→ **To do**
Among the records below, find each line that includes the string "INCREMENT" and copy it.

→ **Material shown**
★ ★ ★ ★ ★ ★ ★

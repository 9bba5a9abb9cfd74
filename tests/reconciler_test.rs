use alloy::primitives::Address;

use de_vote::{
    reconciler::{AppState, Change, ClosureCause, ElectionStatus, Evidence, HasVoted, Trigger},
    VoteError, WriteFailure,
};
use election_contract::{Candidate, Election, ElectionConcluded};
use vote_ui_protocol::v1::{StatusView, VoteControl};

const DEADLINE: u64 = 10_000;

fn election(id: u64, is_active: bool, deadline: u64) -> Election {
    Election {
        id,
        name: format!("Election {id}"),
        is_active,
        candidate_count: 2,
        deadline,
    }
}

fn candidates() -> Vec<Candidate> {
    vec![
        Candidate {
            id: 1,
            name: "Alice".to_string(),
            vote_count: 0,
        },
        Candidate {
            id: 2,
            name: "Bob".to_string(),
            vote_count: 0,
        },
    ]
}

fn loaded(elections: Vec<Election>, now: u64, trigger: Trigger) -> Evidence {
    Evidence::ElectionsLoaded {
        elections,
        now,
        total_votes: Some(0),
        trigger,
    }
}

fn snapshot(election: Election, now: u64) -> Evidence {
    Evidence::ElectionSnapshot {
        election,
        now,
        trigger: Trigger::Poll,
    }
}

/// Two open elections, election 1 selected with candidates and a known
/// "not voted" fact for `account`.
fn ready_state(account: Address) -> AppState {
    let mut state = AppState::new();
    state.apply(loaded(
        vec![election(1, true, DEADLINE), election(2, true, DEADLINE)],
        DEADLINE - 100,
        Trigger::Initial,
    ));
    state.set_account(Some(account));
    let ticket = state.select(1).expect("Failed to select election");
    state.apply(Evidence::CandidatesLoaded {
        ticket,
        candidates: candidates(),
    });
    state.apply(Evidence::HasVotedLoaded {
        ticket,
        voted: false,
    });
    state
}

fn has_status_change(changes: &[Change], id: u64) -> bool {
    changes
        .iter()
        .any(|c| matches!(c, Change::Status { election_id, .. } if *election_id == id))
}

#[test]
fn test_first_load_exposes_derived_statuses() {
    let mut state = AppState::new();
    let changes = state.apply(loaded(
        vec![election(1, true, DEADLINE), election(2, false, DEADLINE)],
        DEADLINE - 1,
        Trigger::Initial,
    ));
    assert!(matches!(changes.first(), Some(Change::Elections)));
    let views = state.election_views();
    assert_eq!(views.len(), 2);
    assert!(views.iter().all(|v| v.status != StatusView::Unknown));
    assert_eq!(views[0].status, StatusView::Open);
    assert_eq!(views[1].status, StatusView::Closed);
}

#[test]
fn test_deadline_boundary() {
    let mut state = AppState::new();
    state.apply(loaded(vec![election(1, true, DEADLINE)], DEADLINE - 1, Trigger::Initial));
    assert_eq!(state.status(1), Some(ElectionStatus::Open));

    let changes = state.apply(snapshot(election(1, true, DEADLINE), DEADLINE));
    assert!(has_status_change(&changes, 1));
    assert_eq!(
        state.status(1),
        Some(ElectionStatus::Closed(ClosureCause::Deadline))
    );
}

#[test]
fn test_closed_election_never_reopens() {
    let mut state = AppState::new();
    state.apply(loaded(vec![election(1, true, DEADLINE)], DEADLINE + 5, Trigger::Initial));
    assert_eq!(state.status_view(1), StatusView::Closed);

    // A poll issued before the deadline completes late.
    let changes = state.apply(snapshot(election(1, true, DEADLINE), DEADLINE - 50));
    assert!(changes.is_empty());
    assert_eq!(state.status_view(1), StatusView::Closed);
}

#[test]
fn test_conclusion_event_beats_in_flight_poll() {
    let account = Address::repeat_byte(1);
    let mut state = ready_state(account);

    let changes = state.apply(Evidence::Concluded(ElectionConcluded {
        election_id: 1,
        winner_id: 2,
        winner_name: "Bob".to_string(),
        winner_votes: 0,
    }));
    assert!(matches!(changes.first(), Some(Change::Concluded(_))));
    assert!(has_status_change(&changes, 1));
    assert!(changes.iter().any(|c| matches!(c, Change::Ballot)));

    // The poll was issued before the event and still sees the flag set.
    let changes = state.apply(snapshot(election(1, true, DEADLINE), DEADLINE - 90));
    assert!(!has_status_change(&changes, 1));
    assert_eq!(
        state.status(1),
        Some(ElectionStatus::Closed(ClosureCause::ConclusionEvent))
    );

    // Redelivery of the same event is a no-op.
    let changes = state.apply(Evidence::Concluded(ElectionConcluded {
        election_id: 1,
        winner_id: 2,
        winner_name: "Bob".to_string(),
        winner_votes: 0,
    }));
    assert!(changes.is_empty());
}

#[test]
fn test_event_before_first_load_is_kept() {
    let mut state = AppState::new();
    state.apply(Evidence::Concluded(ElectionConcluded {
        election_id: 1,
        winner_id: 1,
        winner_name: "Alice".to_string(),
        winner_votes: 3,
    }));
    state.apply(loaded(vec![election(1, true, DEADLINE)], 10, Trigger::Initial));
    assert_eq!(state.status_view(1), StatusView::Closed);
}

#[test]
fn test_stale_ballot_fact_dropped_after_reselection() {
    let account = Address::repeat_byte(1);
    let mut state = AppState::new();
    state.apply(loaded(
        vec![election(1, true, DEADLINE), election(2, true, DEADLINE)],
        100,
        Trigger::Initial,
    ));
    state.set_account(Some(account));
    let ticket_a = state.select(1).expect("Failed to select A");
    let ticket_b = state.select(2).expect("Failed to select B");

    // A's answer arrives after B was selected.
    let changes = state.apply(Evidence::HasVotedLoaded {
        ticket: ticket_a,
        voted: true,
    });
    assert!(changes.is_empty());
    assert_eq!(state.selection().has_voted(), HasVoted::Unknown);
    let ballot = state.ballot_view().expect("Ballot missing");
    assert_eq!(ballot.election_id, 2);
    assert_eq!(ballot.has_voted, None);

    state.apply(Evidence::HasVotedLoaded {
        ticket: ticket_b,
        voted: false,
    });
    assert_eq!(state.selection().has_voted(), HasVoted::Known(false));
}

#[test]
fn test_second_vote_is_rejected_locally() {
    let account = Address::repeat_byte(1);
    let mut state = ready_state(account);

    let (ticket, voter) = state.begin_vote(1).expect("Failed to begin vote");
    assert_eq!(voter, account);
    assert!(matches!(state.begin_vote(2), Err(VoteError::VoteInProgress)));
    let ballot = state.ballot_view().expect("Ballot missing");
    assert!(ballot.controls.iter().all(|(_, c)| *c == VoteControl::Voting));

    let changes = state.apply(Evidence::VoteSettled {
        ticket,
        candidate_id: 1,
        outcome: Ok(()),
    });
    assert!(matches!(changes.first(), Some(Change::VoteCast { .. })));
    assert!(matches!(state.begin_vote(1), Err(VoteError::AlreadyVoted)));
    let ballot = state.ballot_view().expect("Ballot missing");
    assert!(ballot
        .controls
        .iter()
        .all(|(_, c)| *c == VoteControl::AlreadyVoted));
}

#[test]
fn test_already_voted_rejection_updates_fact() {
    let mut state = ready_state(Address::repeat_byte(1));
    let (ticket, _) = state.begin_vote(2).expect("Failed to begin vote");
    let changes = state.apply(Evidence::VoteSettled {
        ticket,
        candidate_id: 2,
        outcome: Err(WriteFailure::AlreadyVoted),
    });
    assert!(changes
        .iter()
        .any(|c| matches!(c, Change::Failed(VoteError::AlreadyVoted))));
    assert_eq!(state.selection().has_voted(), HasVoted::Known(true));
}

#[test]
fn test_concluded_rejection_closes_election() {
    let mut state = ready_state(Address::repeat_byte(1));
    let (ticket, _) = state.begin_vote(1).expect("Failed to begin vote");
    let changes = state.apply(Evidence::VoteSettled {
        ticket,
        candidate_id: 1,
        outcome: Err(WriteFailure::ElectionConcluded),
    });
    assert!(has_status_change(&changes, 1));
    assert_eq!(
        state.status(1),
        Some(ElectionStatus::Closed(ClosureCause::VoteRejected))
    );
    assert!(matches!(state.begin_vote(1), Err(VoteError::ElectionConcluded)));
}

#[test]
fn test_generic_rejection_keeps_state() {
    let mut state = ready_state(Address::repeat_byte(1));
    let (ticket, _) = state.begin_vote(1).expect("Failed to begin vote");
    state.apply(Evidence::VoteSettled {
        ticket,
        candidate_id: 1,
        outcome: Err(WriteFailure::UserRejected),
    });
    assert_eq!(state.status(1), Some(ElectionStatus::Open));
    assert_eq!(state.selection().has_voted(), HasVoted::Known(false));
    assert!(state.begin_vote(1).is_ok());
}

#[test]
fn test_vote_requires_account_and_known_status() {
    let mut state = AppState::new();
    assert!(matches!(
        state.begin_vote(1),
        Err(VoteError::ConnectionUnavailable)
    ));
    state.set_account(Some(Address::repeat_byte(1)));
    assert!(matches!(
        state.begin_vote(1),
        Err(VoteError::NoElectionSelected)
    ));
    assert!(matches!(state.select(4), Err(VoteError::UnknownElection(4))));
}

#[test]
fn test_time_advance_closes_election() {
    const INCREMENT: u64 = 4000;
    let mut state = ready_state(Address::repeat_byte(1));
    let start = DEADLINE - INCREMENT / 2;
    state.apply(loaded(
        vec![election(1, true, DEADLINE), election(2, true, DEADLINE)],
        start,
        Trigger::Poll,
    ));
    assert_eq!(state.status(1), Some(ElectionStatus::Open));

    let now = start + INCREMENT;
    let changes = state.apply(Evidence::TimeAdvanced { now });
    assert!(matches!(changes.as_slice(), [Change::TimeAdvanced(n)] if *n == now));

    // Flag still set, the clock alone closes both elections.
    let changes = state.apply(loaded(
        vec![election(1, true, DEADLINE), election(2, true, DEADLINE)],
        now,
        Trigger::TimeAdvance,
    ));
    assert!(has_status_change(&changes, 1));
    assert!(has_status_change(&changes, 2));
    assert_eq!(state.status_view(1), StatusView::Closed);
    assert_eq!(state.status_view(2), StatusView::Closed);
}

#[test]
fn test_read_failure_keeps_previous_state() {
    let mut state = ready_state(Address::repeat_byte(1));
    let before = state.ballot_view();
    let changes = state.apply(Evidence::ReadFailed {
        context: "election 1".to_string(),
        error: "node unreachable".to_string(),
    });
    assert!(matches!(
        changes.as_slice(),
        [Change::Failed(VoteError::ReadFailure(_))]
    ));
    assert_eq!(state.ballot_view(), before);
    assert_eq!(state.status(1), Some(ElectionStatus::Open));
}

#[test]
fn test_poll_without_change_is_silent() {
    let mut state = ready_state(Address::repeat_byte(1));
    let changes = state.apply(snapshot(election(1, true, DEADLINE), DEADLINE - 10));
    assert!(changes.is_empty());
}

#[test]
fn test_vote_waits_for_ballot_fact() {
    let mut state = AppState::new();
    state.apply(loaded(vec![election(1, true, DEADLINE)], 100, Trigger::Initial));
    state.set_account(Some(Address::repeat_byte(1)));
    let ticket = state.select(1).expect("Failed to select election");
    state.apply(Evidence::CandidatesLoaded {
        ticket,
        candidates: candidates(),
    });
    assert!(matches!(state.begin_vote(1), Err(VoteError::StatusUnknown(1))));
    let ballot = state.ballot_view().expect("Ballot missing");
    assert!(ballot
        .controls
        .iter()
        .all(|(_, c)| *c == VoteControl::Unavailable));
}

#[test]
fn test_account_switch_during_vote_unblocks_ballot() {
    let first = Address::repeat_byte(1);
    let second = Address::repeat_byte(2);
    let mut state = ready_state(first);
    let (old_ticket, _) = state.begin_vote(1).expect("Failed to begin vote");

    state.set_account(Some(second));
    let ticket = state.selection().ticket().expect("Ticket missing");
    state.apply(Evidence::HasVotedLoaded {
        ticket,
        voted: false,
    });

    // The first account's transaction confirms after the switch.
    state.apply(Evidence::VoteSettled {
        ticket: old_ticket,
        candidate_id: 1,
        outcome: Ok(()),
    });
    assert_eq!(state.selection().has_voted(), HasVoted::Known(false));
    let ballot = state.ballot_view().expect("Ballot missing");
    assert!(ballot
        .controls
        .iter()
        .all(|(_, c)| *c == VoteControl::Enabled));
    let (_, voter) = state.begin_vote(2).expect("Failed to begin vote");
    assert_eq!(voter, second);
}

★ ★ ★ ★ ★ ★ ★

→ **Answer space**
    const INCREMENT: u64 = 4000;
    let start = DEADLINE - INCREMENT / 2;
    let now = start + INCREMENT;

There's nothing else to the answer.